Отсюда могучий напор жизненных сил, блеск и чувственное очарование жизни, которые наполняют художественные произведения 1910-х гг. у таких писателей, как Куприн, Бунин, Сергеев-Ценский, А. Толстой. Об их творчестве можно сказать то, что писал Куприн о Кнуте Гамсуне: это «восторженная молитва красоте мира, бесконечная благодарность сердца за радость существования».[969]

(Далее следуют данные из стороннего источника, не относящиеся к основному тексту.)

//! Submission ledger: append claims and verify them.

use reclaim_types::SubmissionStatus;
use tracing::debug;

use crate::error::LedgerError;
use crate::profile::{AccountRecord, Submission};

/// Applies submit and verify to a single account record.
///
/// The caller holds the account's lock; authorization for `verify` is
/// checked by the caller before the record is looked up.
pub struct SubmissionLedger;

impl SubmissionLedger {
    /// Append a pending submission and return its index.
    pub fn submit(&self, record: &mut AccountRecord, quantity: u64) -> Result<usize, LedgerError> {
        if quantity == 0 {
            return Err(LedgerError::InvalidQuantity);
        }
        let total = record
            .profile
            .total_submitted
            .checked_add(quantity)
            .ok_or(LedgerError::Overflow)?;

        record.submissions.push(Submission::pending(quantity));
        record.profile.total_submitted = total;
        let index = record.submissions.len() - 1;
        debug!(
            account = %record.profile.identity,
            index,
            quantity,
            "submission recorded"
        );
        Ok(index)
    }

    /// Move submission `index` from Pending to Verified and return its quantity.
    pub fn verify(&self, record: &mut AccountRecord, index: usize) -> Result<u64, LedgerError> {
        let len = record.submissions.len();
        let submission = record
            .submissions
            .get(index)
            .copied()
            .ok_or(LedgerError::InvalidIndex { index, len })?;
        if !submission.status.can_advance_to(SubmissionStatus::Verified) {
            return Err(LedgerError::AlreadyVerified(index));
        }
        let total = record
            .profile
            .total_verified
            .checked_add(submission.quantity)
            .ok_or(LedgerError::Overflow)?;

        record.submissions[index].status = SubmissionStatus::Verified;
        record.profile.total_verified = total;
        debug!(
            account = %record.profile.identity,
            index,
            quantity = submission.quantity,
            "submission verified"
        );
        Ok(submission.quantity)
    }
}

#[cfg(test)]
mod tests {
    use super::*;
    use reclaim_types::AccountId;

    fn record() -> AccountRecord {
        AccountRecord::new(AccountId::new("alice"), "Alice")
    }

    #[test]
    fn submit_appends_pending() {
        let mut r = record();
        assert_eq!(SubmissionLedger.submit(&mut r, 7).unwrap(), 0);
        assert_eq!(SubmissionLedger.submit(&mut r, 3).unwrap(), 1);
        assert_eq!(r.profile.total_submitted, 10);
        assert!(r
            .submissions
            .iter()
            .all(|s| s.status == SubmissionStatus::Pending));
        assert!(r.is_consistent());
    }

    #[test]
    fn zero_quantity_rejected() {
        let mut r = record();
        assert_eq!(
            SubmissionLedger.submit(&mut r, 0),
            Err(LedgerError::InvalidQuantity)
        );
        assert!(r.submissions.is_empty());
        assert_eq!(r.profile.total_submitted, 0);
    }

    #[test]
    fn submit_overflow_leaves_record_untouched() {
        let mut r = record();
        SubmissionLedger.submit(&mut r, u64::MAX).unwrap();
        assert_eq!(SubmissionLedger.submit(&mut r, 1), Err(LedgerError::Overflow));
        assert_eq!(r.submissions.len(), 1);
    }

    #[test]
    fn verify_once() {
        let mut r = record();
        SubmissionLedger.submit(&mut r, 12).unwrap();
        assert_eq!(SubmissionLedger.verify(&mut r, 0).unwrap(), 12);
        assert_eq!(
            SubmissionLedger.verify(&mut r, 0),
            Err(LedgerError::AlreadyVerified(0))
        );
        assert_eq!(r.profile.total_verified, 12);
        assert_eq!(r.submissions[0].status, SubmissionStatus::Verified);
    }

    #[test]
    fn redeemed_submission_cannot_be_verified_again() {
        let mut r = record();
        SubmissionLedger.submit(&mut r, 4).unwrap();
        SubmissionLedger.verify(&mut r, 0).unwrap();
        r.submissions[0].status = SubmissionStatus::Redeemed;
        assert_eq!(
            SubmissionLedger.verify(&mut r, 0),
            Err(LedgerError::AlreadyVerified(0))
        );
        assert_eq!(r.profile.total_verified, 4);
        assert_eq!(r.submissions[0].status, SubmissionStatus::Redeemed);
    }

    #[test]
    fn verify_out_of_range() {
        let mut r = record();
        SubmissionLedger.submit(&mut r, 1).unwrap();
        assert_eq!(
            SubmissionLedger.verify(&mut r, 1),
            Err(LedgerError::InvalidIndex { index: 1, len: 1 })
        );
    }
}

Одной из высших ценностей жизни становится ее интенсивность, сила жизненного переживания, независимо даже от его эмоциональной окраски. В эти годы выходит ряд философских работ, выдвигающих в центр своей системы идею «живой жизни», непосредственного бытия, постигаемого в его целостности и яркости интуитивным путем. В книге «О смысле жизни» Р. В. Иванов-Разумник провозглашал: «Цель жизни» – не счастье, не удовольствие, а «полнота бытия, полнота жизни», «…пусть страдает тело, лишь бы вечно порывалась вперед душа <…> лишь бы осуществлялась в жизни человека та полнота бытия, которая составляет субъективную цель его жизни, лишь бы человек страданиями тела и души сумел достигнуть широты, глубины и интенсивности своего существования. И эта полнота бытия будет тогда лучшим оправданием его жизни».[970]
Кроме названной книги Иванова-Разумника, большую известность приобрела работа В. Вересаева «Живая жизнь» (1911–1915), в которой он провозглашал: «Кто жив душою, в ком силен инстинкт жизни, кто „пьян жизнью“, – тому и в голову не может прийти задавать себе вопрос о смысле и ценности жизни».[971]

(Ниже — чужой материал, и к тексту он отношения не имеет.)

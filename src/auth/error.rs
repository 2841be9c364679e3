// Authentication and authorization error types

use axum::{
    http::StatusCode,
    response::{IntoResponse, Response},
    Json,
};
use serde_json::json;
use std::fmt;
use tracing::{error, warn};

/// Authentication and authorization error types
///
/// Note the deliberate asymmetry: a token that fails validation is never an
/// error (the filter just leaves the request unauthenticated), while a
/// failure to *sign* a token on login is unexpected and fatal.
#[derive(Debug)]
pub enum AuthError {
    /// Login with an unknown email or a wrong password
    InvalidCredentials,
    /// Protected route reached without an authenticated principal
    MissingAuthentication,
    /// Registration attempted with an email that already has an account
    EmailAlreadyExists,
    /// Signing the token failed (bad key material, serialization failure)
    TokenCreationError(String),
    /// Password hashing or verification failed internally
    PasswordHashError,
    /// Database failure during a lookup on the auth path
    DatabaseError(String),
}

impl fmt::Display for AuthError {
    fn fmt(&self, f: &mut fmt::Formatter<'_>) -> fmt::Result {
        match self {
            AuthError::InvalidCredentials => write!(f, "Invalid email or password"),
            AuthError::MissingAuthentication => write!(f, "Missing authentication"),
            AuthError::EmailAlreadyExists => write!(f, "Email already exists"),
            AuthError::TokenCreationError(msg) => write!(f, "Token creation error: {}", msg),
            AuthError::PasswordHashError => write!(f, "Password hashing error"),
            AuthError::DatabaseError(msg) => write!(f, "Database error: {}", msg),
        }
    }
}

impl std::error::Error for AuthError {}

impl IntoResponse for AuthError {
    fn into_response(self) -> Response {
        let (status, message) = match &self {
            AuthError::InvalidCredentials => {
                (StatusCode::UNAUTHORIZED, "Invalid email or password".to_string())
            }
            AuthError::MissingAuthentication => {
                warn!("Unauthenticated request to protected route");
                (StatusCode::UNAUTHORIZED, "Authentication required".to_string())
            }
            AuthError::EmailAlreadyExists => {
                (StatusCode::BAD_REQUEST, "Email already exists".to_string())
            }
            AuthError::TokenCreationError(msg) => {
                error!("Token creation failed: {}", msg);
                (StatusCode::INTERNAL_SERVER_ERROR, "Internal server error".to_string())
            }
            AuthError::PasswordHashError => {
                error!("Password hashing error");
                (StatusCode::INTERNAL_SERVER_ERROR, "Internal server error".to_string())
            }
            AuthError::DatabaseError(msg) => {
                error!("Database error in auth: {}", msg);
                (StatusCode::INTERNAL_SERVER_ERROR, "Internal server error".to_string())
            }
        };

        let body = Json(json!({
            "error": message,
        }));

        (status, body).into_response()
    }
}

Эпоха реакции воспринималась современниками и как утрата жизненной силы, как анемичность жизнеощущения. Поэтому мысли о новой революции связывались с надеждой на подъем чувства жизни. Этот круг идей отразился в повести В. Вересаева «К жизни» (1908–1909). Для героя повести – интеллигента Чердынцева одним из самых ярких жизненных переживаний являются воспоминания о недавней революции. Тогда воедино сливались идейная убежденность, органические потребности души и власть биологических инстинктов. Теперь он на разнодорожье. Окружающие его персонажи выражают одну из возможных жизненных позиций (в прямолинейности этого выражения – художественная слабость повести). Алексей, человек с ослабленными инстинктами, расстается с жизнью, как только спала революционная волна. Иринарх, напротив, высшей ценностью считает интенсивность бытия независимо от реального наполнения мгновенья: будет ли то радость или страдание. Крайнее проявление такой эмоциональной всеядности – декадентка Катра. Им противопоставлены старик-крестьянин Степан, благостно растворившийся во всеобщем и утративший чувство личности, и революционер Розанов, сохранивший верность своим идеалам. Симпатии автора на стороне Розанова, но и он слишком сух душевно, в нем явно преобладает интеллектуальное начало. Из повести вытекает, что идеал заключается в синтезе разнородных жизненных начал: интеллектуальных, душевных, природных. При этом очевидно, что для автора безошибочным компасом в сложных ситуациях является здоровый инстинкт. Вересаев заметно преувеличивает значение биологического, интуитивного в человеке. В повести чувствуется заданность, схематизм художественного воплощения.
Но основная мысль ее симптоматична, в ней отразилась ставшая признаком времени идея: революция и «живая жизнь» сопряжены. В годы нового общественного подъема, когда стала рассеиваться атмосфера отчаяния и депрессии, искусство, призывающее к возрождению жизнестойкости и жизнерадостности, играло несомненно прогрессивную роль. Проблемы эти волновали не только литературу. Идею «живой жизни» ранее литераторов пропагандировал в своих книгах «Этюды о природе человека» (1903) и «Этюды оптимизма» (1907) известный биолог И. И. Мечников.
В начале 10-х гг. появляется ряд явно декларативных произведений, которые порою знаменуют новый поворот в творчестве художников: таковы, например, произведения Сергеева-Ценского («Улыбки», «Медвежонок», «Неторопливое солнце», «Благая весть», «Недра») и Шмелева («Виноград», «Весенний шум», «Росстани»).